Akademus, herói grego, auxiliou incansavelmente em sua busca e, em função disso, foi premiado pelos deuses com a intocabilidade de seus domínios, que era próximo, particularmente a noroeste de Atenas. Akademus aí foi sepultado, sendo edificado um templo dedicado à deusa da sabedoria e da inteligência – Atena. Em torno deste templo havia o jardim de Akademus, de inexprimível beleza, e, exatamente neste sítio, o filósofo Platão, no ano 387 a.C., reunia-se com seus discípulos para discussões filosóficas, origem de sua renomada Escola, considerada a primeira Academia. Esta, grosso modo, seria a primeira universidade que existiu. Evocando sua descrição mítica, a academia teria também como características a fraternidade, a solidariedade e a lealdade. Os sucessores de Platão continuaram a ensinar na academia, palco de acaloradas discussões sobre dialética, ciências naturais e matemática. Até mesmo estadistas eram ali preparados. Em 529 d.C., todavia, o imperador romano do Oriente, Justiniano I,  determinou o fechamento da academia em Atenas. Marcou-se, assim, o fim da era greco-romana e consolidou-se a entrada na Alta Idade Média, período esse que vai do século V ao século X e é caracterizado basicamente pela desagregação da sociedade antiga e pela formação do sistema feudal.

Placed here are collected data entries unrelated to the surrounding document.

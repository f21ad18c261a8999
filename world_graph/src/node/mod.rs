//! Node definitions for the scenario graph.

mod edge;

pub use edge::*;

use serde::{Deserialize, Serialize};
use std::collections::{BTreeMap, BTreeSet};
use std::fmt;

use crate::error::ValidationError;

/// Stable, authored identifier for a node.
#[derive(Debug, Clone, PartialEq, Eq, Hash, PartialOrd, Ord, Serialize, Deserialize)]
#[serde(transparent)]
pub struct NodeId(pub String);

impl NodeId {
    /// Create an identifier from any string.
    pub fn new(id: impl Into<String>) -> Self {
        Self(id.into())
    }

    /// The identifier as a string slice.
    pub fn as_str(&self) -> &str {
        &self.0
    }
}

impl From<&str> for NodeId {
    fn from(value: &str) -> Self {
        Self(value.to_string())
    }
}

impl fmt::Display for NodeId {
    fn fmt(&self, f: &mut fmt::Formatter<'_>) -> fmt::Result {
        write!(f, "{}", self.0)
    }
}

/// The fixed set of base categories a node can belong to.
#[derive(Debug, Clone, Copy, PartialEq, Eq, Hash, PartialOrd, Ord, Serialize, Deserialize)]
#[serde(rename_all = "snake_case")]
pub enum NodeCategory {
    Person,
    Location,
    Activity,
    Event,
    AssetPool,
    StateTrigger,
}

impl NodeCategory {
    /// Every category, in declaration order.
    pub const ALL: [NodeCategory; 6] = [
        NodeCategory::Person,
        NodeCategory::Location,
        NodeCategory::Activity,
        NodeCategory::Event,
        NodeCategory::AssetPool,
        NodeCategory::StateTrigger,
    ];

    /// Parse an authored category name (`"asset_pool"`, `"AssetPool"`, `"asset pool"`).
    pub fn parse(raw: &str) -> Option<Self> {
        let key: String = raw
            .chars()
            .filter(|c| !matches!(c, '_' | '-' | ' '))
            .map(|c| c.to_ascii_lowercase())
            .collect();
        match key.as_str() {
            "person" => Some(NodeCategory::Person),
            "location" => Some(NodeCategory::Location),
            "activity" => Some(NodeCategory::Activity),
            "event" => Some(NodeCategory::Event),
            "assetpool" => Some(NodeCategory::AssetPool),
            "statetrigger" => Some(NodeCategory::StateTrigger),
            _ => None,
        }
    }

    /// Snake-case name used in authored data.
    pub fn as_str(&self) -> &'static str {
        match self {
            NodeCategory::Person => "person",
            NodeCategory::Location => "location",
            NodeCategory::Activity => "activity",
            NodeCategory::Event => "event",
            NodeCategory::AssetPool => "asset_pool",
            NodeCategory::StateTrigger => "state_trigger",
        }
    }
}

impl fmt::Display for NodeCategory {
    fn fmt(&self, f: &mut fmt::Formatter<'_>) -> fmt::Result {
        write!(f, "{}", self.as_str())
    }
}

/// A typed node of a loaded graph.
///
/// The base category is fixed at construction; there is no setter.
#[derive(Debug, Clone, Serialize)]
pub struct Node {
    pub id: NodeId,
    category: NodeCategory,

    /// Custom type tag dispatched through the node-type registry.
    pub kind: Option<String>,
    pub label: String,

    /// Region used for scoped persona resolution.
    pub region: Option<String>,

    /// Role descriptors; a node may hold several at once ("workplace", "hangout").
    pub roles: BTreeSet<String>,
    pub tags: BTreeSet<String>,
    pub metadata: BTreeMap<String, serde_json::Value>,

    /// Outcome bundles this node drives, in authored order.
    pub bundles: Vec<String>,
}

impl Node {
    /// Node with no kind, metadata or bundles.
    pub fn new(id: impl Into<String>, category: NodeCategory) -> Self {
        Self {
            id: NodeId::new(id),
            category,
            kind: None,
            label: String::new(),
            region: None,
            roles: BTreeSet::new(),
            tags: BTreeSet::new(),
            metadata: BTreeMap::new(),
            bundles: Vec::new(),
        }
    }

    /// The node's category.
    pub fn category(&self) -> NodeCategory {
        self.category
    }

    /// Set the custom type tag checked against the registry.
    pub fn with_kind(mut self, kind: impl Into<String>) -> Self {
        self.kind = Some(kind.into());
        self
    }

    /// Set a display label.
    pub fn with_label(mut self, label: impl Into<String>) -> Self {
        self.label = label.into();
        self
    }

    /// Set the region used for persona scoping.
    pub fn with_region(mut self, region: impl Into<String>) -> Self {
        self.region = Some(region.into());
        self
    }

    /// Add a role.
    pub fn with_role(mut self, role: impl Into<String>) -> Self {
        self.roles.insert(role.into());
        self
    }

    /// Add a free-form tag.
    pub fn with_tag(mut self, tag: impl Into<String>) -> Self {
        self.tags.insert(tag.into());
        self
    }

    /// Insert a metadata field.
    pub fn with_metadata(mut self, key: impl Into<String>, value: serde_json::Value) -> Self {
        self.metadata.insert(key.into(), value);
        self
    }

    /// Attach an outcome bundle by id.
    pub fn with_bundle(mut self, bundle: impl Into<String>) -> Self {
        self.bundles.push(bundle.into());
        self
    }

    /// Whether the node carries `role`.
    pub fn has_role(&self, role: &str) -> bool {
        self.roles.contains(role)
    }

    /// Whether the node carries `tag`.
    pub fn has_tag(&self, tag: &str) -> bool {
        self.tags.contains(tag)
    }

    /// Whether the node drives any outcome bundle.
    pub fn drives_outcomes(&self) -> bool {
        !self.bundles.is_empty()
    }
}

/// Authored form of a node, as it appears in a graph definition.
#[derive(Debug, Clone, Serialize, Deserialize)]
pub struct NodeDefinition {
    pub id: String,
    #[serde(alias = "type")]
    pub category: String,
    #[serde(default)]
    pub kind: Option<String>,
    #[serde(default)]
    pub label: String,
    #[serde(default)]
    pub region: Option<String>,
    #[serde(default)]
    pub roles: Vec<String>,
    #[serde(default)]
    pub tags: Vec<String>,
    #[serde(default)]
    pub metadata: BTreeMap<String, serde_json::Value>,
    #[serde(default)]
    pub bundles: Vec<String>,
}

impl NodeDefinition {
    /// Authored node with a category name still to be checked.
    pub fn new(id: impl Into<String>, category: impl Into<String>) -> Self {
        Self {
            id: id.into(),
            category: category.into(),
            kind: None,
            label: String::new(),
            region: None,
            roles: Vec::new(),
            tags: Vec::new(),
            metadata: BTreeMap::new(),
            bundles: Vec::new(),
        }
    }

    /// Check the category and build the runtime node.
    pub fn into_node(self) -> Result<Node, ValidationError> {
        let id = NodeId::new(self.id);
        let category =
            NodeCategory::parse(&self.category).ok_or_else(|| ValidationError::UnknownCategory {
                node: id.clone(),
                category: self.category.clone(),
            })?;

        Ok(Node {
            id,
            category,
            kind: self.kind,
            label: self.label,
            region: self.region,
            roles: self.roles.into_iter().collect(),
            tags: self.tags.into_iter().collect(),
            metadata: self.metadata,
            bundles: self.bundles,
        })
    }
}

impl From<&Node> for NodeDefinition {
    fn from(node: &Node) -> Self {
        Self {
            id: node.id.0.clone(),
            category: node.category.as_str().to_string(),
            kind: node.kind.clone(),
            label: node.label.clone(),
            region: node.region.clone(),
            roles: node.roles.iter().cloned().collect(),
            tags: node.tags.iter().cloned().collect(),
            metadata: node.metadata.clone(),
            bundles: node.bundles.clone(),
        }
    }
}

#[cfg(test)]
mod tests {
    use super::*;

    #[test]
    fn test_category_parse_variants() {
        assert_eq!(NodeCategory::parse("person"), Some(NodeCategory::Person));
        assert_eq!(NodeCategory::parse("AssetPool"), Some(NodeCategory::AssetPool));
        assert_eq!(NodeCategory::parse("asset_pool"), Some(NodeCategory::AssetPool));
        assert_eq!(NodeCategory::parse("State Trigger"), Some(NodeCategory::StateTrigger));
        assert_eq!(NodeCategory::parse("vehicle"), None);
    }

    #[test]
    fn test_category_round_trips_through_as_str() {
        for category in NodeCategory::ALL {
            assert_eq!(NodeCategory::parse(category.as_str()), Some(category));
        }
    }

    #[test]
    fn test_node_builder() {
        let node = Node::new("bar", NodeCategory::Location)
            .with_role("workplace")
            .with_role("hangout")
            .with_tag("night")
            .with_region("downtown")
            .with_bundle("bar_evening");

        assert_eq!(node.category(), NodeCategory::Location);
        assert!(node.has_role("workplace"));
        assert!(node.has_role("hangout"));
        assert!(node.has_tag("night"));
        assert!(node.drives_outcomes());
        assert_eq!(node.region.as_deref(), Some("downtown"));
    }

    #[test]
    fn test_definition_rejects_unknown_category() {
        let err = NodeDefinition::new("x", "spaceship").into_node().unwrap_err();
        assert!(matches!(err, ValidationError::UnknownCategory { ref category, .. } if category == "spaceship"));
    }

    #[test]
    fn test_definition_accepts_type_alias() {
        let def: NodeDefinition =
            serde_json::from_str(r#"{"id": "mia", "type": "person", "roles": ["friend"]}"#).unwrap();
        let node = def.into_node().unwrap();
        assert_eq!(node.category(), NodeCategory::Person);
        assert!(node.has_role("friend"));
    }
}
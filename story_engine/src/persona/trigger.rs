//! Conditional persona swaps.

use serde::{Deserialize, Serialize};
use std::collections::BTreeMap;

use world_graph::{NodeId, StateStore};

use super::Scope;

/// What the trigger conditions can observe: committed state only.
pub struct TriggerView<'a> {
    pub cycle: u64,
    pub state: &'a StateStore,
}

impl<'a> TriggerView<'a> {
    /// View of committed state at `cycle`.
    pub fn new(cycle: u64, state: &'a StateStore) -> Self {
        Self { cycle, state }
    }
}

/// When a trigger fires.
#[derive(Debug, Clone, PartialEq, Serialize, Deserialize)]
#[serde(tag = "kind", rename_all = "snake_case")]
pub enum TriggerCondition {
    WorldFlag {
        flag: String,
        #[serde(default = "default_true")]
        value: bool,
    },
    CycleAtLeast {
        cycle: u64,
    },
    Counter {
        node: NodeId,
        counter: String,
        at_least: u32,
    },
    StatAtLeast {
        node: NodeId,
        stat: String,
        value: f64,
    },
    StatAtMost {
        node: NodeId,
        stat: String,
        value: f64,
    },
    All {
        conditions: Vec<TriggerCondition>,
    },
}

fn default_true() -> bool {
    true
}

impl TriggerCondition {
    /// Whether the condition holds for `view`.
    pub fn holds(&self, view: &TriggerView<'_>) -> bool {
        match self {
            TriggerCondition::WorldFlag { flag, value } => view.state.world_flag(flag) == *value,
            TriggerCondition::CycleAtLeast { cycle } => view.cycle >= *cycle,
            TriggerCondition::Counter {
                node,
                counter,
                at_least,
            } => view
                .state
                .peek(node)
                .map(|s| s.counter(counter) >= *at_least)
                .unwrap_or(false),
            TriggerCondition::StatAtLeast { node, stat, value } => view
                .state
                .peek(node)
                .and_then(|s| s.stat(stat))
                .map(|v| v >= *value)
                .unwrap_or(false),
            TriggerCondition::StatAtMost { node, stat, value } => view
                .state
                .peek(node)
                .and_then(|s| s.stat(stat))
                .map(|v| v <= *value)
                .unwrap_or(false),
            TriggerCondition::All { conditions } => conditions.iter().all(|c| c.holds(view)),
        }
    }
}

/// Swap `scope` to `persona` whenever `when` holds.
#[derive(Debug, Clone, PartialEq, Serialize, Deserialize)]
pub struct PersonaTrigger {
    pub id: String,
    #[serde(default = "global_scope")]
    pub scope: Scope,
    pub persona: String,
    pub when: TriggerCondition,
    #[serde(default)]
    pub overrides: BTreeMap<String, f64>,
}

fn global_scope() -> Scope {
    Scope::Global
}

impl PersonaTrigger {
    /// Trigger with no slider overrides.
    pub fn new(
        id: impl Into<String>,
        scope: Scope,
        persona: impl Into<String>,
        when: TriggerCondition,
    ) -> Self {
        Self {
            id: id.into(),
            scope,
            persona: persona.into(),
            when,
            overrides: BTreeMap::new(),
        }
    }
}
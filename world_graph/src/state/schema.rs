//! Declared stat bounds and defaults.

use serde::{Deserialize, Serialize};
use std::collections::BTreeMap;

use crate::error::{StateError, ValidationError};

const FALLBACK_KEY: &str = "fallback";

/// Inclusive numeric bounds for a stat.
#[derive(Debug, Clone, Copy, PartialEq, Serialize, Deserialize)]
pub struct StatBounds {
    pub lo: f64,
    pub hi: f64,
}

impl StatBounds {
    /// Bounds from `lo` to `hi`. Checked when declared in a schema.
    pub fn new(lo: f64, hi: f64) -> Self {
        Self { lo, hi }
    }

    /// Clamp a value into the bounds, reporting whether it had to move.
    ///
    /// Non-finite input lands on the nearest bound (`NaN` on `lo`).
    pub fn clamp(&self, value: f64) -> (f64, bool) {
        if value.is_nan() {
            return (self.lo, true);
        }
        let clamped = value.max(self.lo).min(self.hi);
        (clamped, clamped != value)
    }

    /// Whether `value` lies inside the bounds.
    pub fn contains(&self, value: f64) -> bool {
        value >= self.lo && value <= self.hi
    }

    /// `hi - lo`.
    pub fn span(&self) -> f64 {
        self.hi - self.lo
    }

    fn check(&self, stat: &str) -> Result<(), ValidationError> {
        if !self.lo.is_finite() || !self.hi.is_finite() || self.lo > self.hi {
            return Err(ValidationError::InvalidBounds {
                stat: stat.to_string(),
                lo: self.lo,
                hi: self.hi,
            });
        }
        Ok(())
    }
}

impl Default for StatBounds {
    fn default() -> Self {
        Self { lo: 0.0, hi: 100.0 }
    }
}

/// A declared stat.
#[derive(Debug, Clone, Copy, PartialEq, Serialize, Deserialize)]
pub struct StatDeclaration {
    #[serde(flatten)]
    pub bounds: StatBounds,
    #[serde(default)]
    pub default: f64,
}

/// Schema of every stat a session tracks.
///
/// Authored as one table per stat next to an optional `fallback` table, so
/// `fallback` is not available as a stat name. Stats that were never declared
/// fall back to `fallback` bounds and a starting value of `fallback.lo`.
#[derive(Debug, Clone, Default, Serialize, Deserialize)]
pub struct StatSchema {
    #[serde(default)]
    fallback: StatBounds,
    #[serde(flatten)]
    stats: BTreeMap<String, StatDeclaration>,
}

impl StatSchema {
    /// Empty schema with `[0, 100]` fallback bounds.
    pub fn new() -> Self {
        Self::default()
    }

    /// Declare a stat. The default is clamped into the bounds.
    pub fn with_stat(
        mut self,
        name: impl Into<String>,
        lo: f64,
        hi: f64,
        default: f64,
    ) -> Result<Self, ValidationError> {
        let name = name.into();
        if name == FALLBACK_KEY {
            return Err(ValidationError::ReservedStat(name));
        }
        let bounds = StatBounds::new(lo, hi);
        bounds.check(&name)?;
        let (default, _) = bounds.clamp(default);
        self.stats.insert(name, StatDeclaration { bounds, default });
        Ok(self)
    }

    /// Bounds for stats that were never declared.
    pub fn with_fallback(mut self, lo: f64, hi: f64) -> Result<Self, ValidationError> {
        let bounds = StatBounds::new(lo, hi);
        bounds.check("<fallback>")?;
        self.fallback = bounds;
        Ok(self)
    }

    /// Parse a TOML schema: `[trust] lo = 0 hi = 100 default = 50`.
    pub fn from_toml_str(source: &str) -> Result<Self, StateError> {
        let schema: StatSchema = toml::from_str(source)?;
        schema.validate()?;
        Ok(schema)
    }

    /// Check every declared bound.
    pub fn validate(&self) -> Result<(), ValidationError> {
        self.fallback.check("<fallback>")?;
        for (name, declaration) in &self.stats {
            declaration.bounds.check(name)?;
        }
        Ok(())
    }

    /// Bounds of a stat, or the fallback bounds.
    pub fn bounds(&self, stat: &str) -> StatBounds {
        self.stats
            .get(stat)
            .map(|declaration| declaration.bounds)
            .unwrap_or(self.fallback)
    }

    /// Starting value of a stat, always inside its bounds.
    pub fn default_value(&self, stat: &str) -> f64 {
        match self.stats.get(stat) {
            Some(declaration) => declaration.bounds.clamp(declaration.default).0,
            None => self.fallback.lo,
        }
    }

    /// Whether the stat was declared.
    pub fn is_declared(&self, stat: &str) -> bool {
        self.stats.contains_key(stat)
    }

    /// Every declared stat in name order.
    pub fn declared(&self) -> impl Iterator<Item = (&String, &StatDeclaration)> {
        self.stats.iter()
    }
}

#[cfg(test)]
mod tests {
    use super::*;

    #[test]
    fn test_clamp_reports_movement() {
        let bounds = StatBounds::new(0.0, 100.0);
        assert_eq!(bounds.clamp(50.0), (50.0, false));
        assert_eq!(bounds.clamp(120.0), (100.0, true));
        assert_eq!(bounds.clamp(-3.0), (0.0, true));
        assert_eq!(bounds.clamp(f64::INFINITY), (100.0, true));
        assert_eq!(bounds.clamp(f64::NAN), (0.0, true));
    }

    #[test]
    fn test_declared_and_fallback_bounds() {
        let schema = StatSchema::new()
            .with_stat("trust", 0.0, 100.0, 20.0)
            .unwrap()
            .with_stat("mood", -10.0, 10.0, 50.0)
            .unwrap();

        assert_eq!(schema.bounds("mood"), StatBounds::new(-10.0, 10.0));
        assert_eq!(schema.default_value("mood"), 10.0);
        assert_eq!(schema.default_value("trust"), 20.0);
        assert_eq!(schema.bounds("unknown"), StatBounds::default());
        assert_eq!(schema.default_value("unknown"), 0.0);
    }

    #[test]
    fn test_inverted_bounds_rejected() {
        assert!(StatSchema::new().with_stat("x", 10.0, 0.0, 5.0).is_err());
        assert!(StatSchema::new().with_fallback(1.0, f64::NAN).is_err());
        assert!(matches!(
            StatSchema::new().with_stat("fallback", 0.0, 1.0, 0.0),
            Err(ValidationError::ReservedStat(_))
        ));
    }

    #[test]
    fn test_from_toml() {
        let schema = StatSchema::from_toml_str(
            r#"
            [fallback]
            lo = 0
            hi = 10

            [trust]
            lo = 0
            hi = 100
            default = 50
            "#,
        )
        .unwrap();
        assert_eq!(schema.bounds("trust").hi, 100.0);
        assert_eq!(schema.default_value("trust"), 50.0);
        assert_eq!(schema.bounds("other").hi, 10.0);
    }

    #[test]
    fn test_from_toml_rejects_bad_bounds() {
        let result = StatSchema::from_toml_str(
            r#"
            [trust]
            lo = 100
            hi = 0
            "#,
        );
        assert!(matches!(result, Err(StateError::Validation(_))));
    }
}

                Contudo, o que provém da divindade não pode morrer. Passados novecentos anos, as academias ressurgiram com a Renascença, movimento intelectual, artístico e científico dos séculos XV e XVI que preconizava a recuperação de valores e modelos da Antiguidade greco-romana, contrapondo-se à tradição medieval. Surge na Itália e se alastra por toda a Europa, resultando em notório arejamento nas ciências, nas artes e nas ideias.

                A partir da Renascença, a academia passou a significar sociedades ou grupos formados com o intuito lato sensu de cultivar, desenvolver, investigar e divulgar a literatura, as artes e as ciências. Do século XV ao século XVIII, criaram-se em quase todos os países da Europa instituições afins. Em Portugal, as academias caracterizavam-se pelo cultivo das letras e também por preocupações científicas. Entre elas destacam-se a Academia dos Generosos (1647), a Academia dos Singulares (1663) e a Academia das Ciências de Lisboa (1779).

                No Brasil, esta prática acadêmica e associativa de caráter espiritual e cultural teve início com a Academia Basílica dos Esquecidos, fundada pelo vice-rei do Brasil, Vasco Fernandes de Menezes, aqui na Bahia, em 1724. A partir daí surgem várias outras academias; entre elas destaco a Academia Nacional de Medicina, fundada em 1829, em pleno Brasil imperial, e a Academia de Medicina de São Paulo, em 1895. Já a nossa Academia de Medicina da Bahia foi fundada em 1958.

Feito este apertado e sucinto retrospecto histórico, passo a revelar aos presentes os dados biográficos mais significativos e os panegíricos do Patrono e do último ocupante da cadeira n° 20 deste sodalício, a qual passo a ocupar doravante. São eles, respectivamente, o Prof. Dr. Flaviano Innocencio da Silva e o ilustre Prof. Dr. Newton Alves Guimarães, aqui presente nesta solenidade, que ascendeu a Emérito desta Academia.

Panegírico ao Prof. Dr. Flaviano Inocêncio da Silva (Flaviano Silva),

Nasceu em 9 de setembro de 1880, em Salvador.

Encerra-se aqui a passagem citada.